As technology evolves, the Navy plan is to rapidly migrate the system from something that is tele-operated to something that can increasingly perform a wider range of functions without needing human intervention.
“We are not yet at the point where we don’t have an operator supervising it,” Rucker explained.
Progress with the Sea Hunter will also involve replacing a turret on top of the drone with a range of sensors for ISR, surface-oriented technologies, weapons and electronic warfare systems, Rucker said.
“It will have an ability to work with the surface force, do command and control and go investigate,” Rucker added.
If the Sea Hunter is both more autonomous and armed with lethal weapons in the future, it will be engineered to align with current Pentagon doctrine which says any use of lethal force must hinge upon a human decision-maker in the role of command and control.
The Pentagon’s research arm is also extending testing of its sub-hunting drone able to travel autonomously for up to 90 days using sensors and sonar technology to search for enemy submarines and other airborne and undersea threats such as mines.
Navy Unmanned Surface Vehicle Master Plan
Meanwhile, the Navy is also developing refueling Unmanned Surface Vehicles that are launched and recovered from a host ship.

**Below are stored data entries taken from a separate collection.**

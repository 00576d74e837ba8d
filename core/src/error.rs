use thiserror::Error;

/// Feiltaksonomi for hele analysekjeden.
#[derive(Error, Debug, Clone, PartialEq)]
pub enum AnalysisError {
    #[error("failed to fetch sessions: {0}")]
    Fetch(String),
    #[error("degenerate input at {stage}: got {sessions} sessions, need at least {required}")]
    DegenerateInput {
        sessions: usize,
        required: usize,
        stage: &'static str,
    },
    #[error("storage error: {0}")]
    Storage(String),
    #[error("invalid config: {0}")]
    Config(String),
    #[error("parse error: {0}")]
    Parse(String),
    #[error("recompute superseded (generation {generation})")]
    Superseded { generation: u64 },
}

impl AnalysisError {
    pub fn degenerate(stage: &'static str, sessions: usize, required: usize) -> Self {
        AnalysisError::DegenerateInput {
            sessions,
            required,
            stage,
        }
    }
}

impl From<serde_json::Error> for AnalysisError {
    fn from(e: serde_json::Error) -> Self {
        AnalysisError::Parse(e.to_string())
    }
}

impl From<std::io::Error> for AnalysisError {
    fn from(e: std::io::Error) -> Self {
        AnalysisError::Storage(e.to_string())
    }
}

pub type Result<T> = std::result::Result<T, AnalysisError>;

A refueling and data transfer system that is remote from the host ship and proximate to the USV operating area will allow a substantially greater fraction of a Navy USVs’ endurance to be spent on performing the mission rather than on non-mission activities associated with refueling, including transiting to and from the host ship and being deployed and recovered on the host ship.
This effort, asking industry to design, build, test and demonstrate a prototype USV to be called Offboard Refueling and Data Transfer System, or ORADTS. It will be designed to be more rugged and survivable than existing USVs and travel at longer ranges to extend mission possibilities.
“The ORADTS design must improve on previous designs by providing a more robust system that enhances system usability in higher sea states, reliability, and maintainability for implementation in Navy operations,” a Navy Broad Area Announcement states.
This initiative represents a portion of the execution or operational manifestation of a 2007 service roadmap called “The Navy Unmanned Surface Vehicle Master Plan,” which calls for the eventual combat deployment of a broad range of USVs to include ships for countermine missions, surface warfare, anti-submarine warfare, Special Operations support and electronic warfare, among other things.
Plans for USVs include a small “X-class” of boats, a 7-meter “Harbor Class,” a “Snorkeler-Class” and an 11-meter “Fleet-Class” boat, the master plan states.
The currently-sought after ORADTS refueling USV is slated to be a larger “Fleet-Class” USV.
“It is approximately 38.5 ft in length, 10.5 ft beam and full load displacement 21,400 lbs. It can carry between 400 and 650 gallons of diesel fuel marine (DFM) and uses fuel at a rate between 25 and 40 gallons/hr.,” Navy documents describe.
The refueling port of the USV is located on the starboard side of the craft, above the waterline, about midship. There will be up to 2 terabytes of data to be offloaded from the USV, per refueling iteration, the documents add.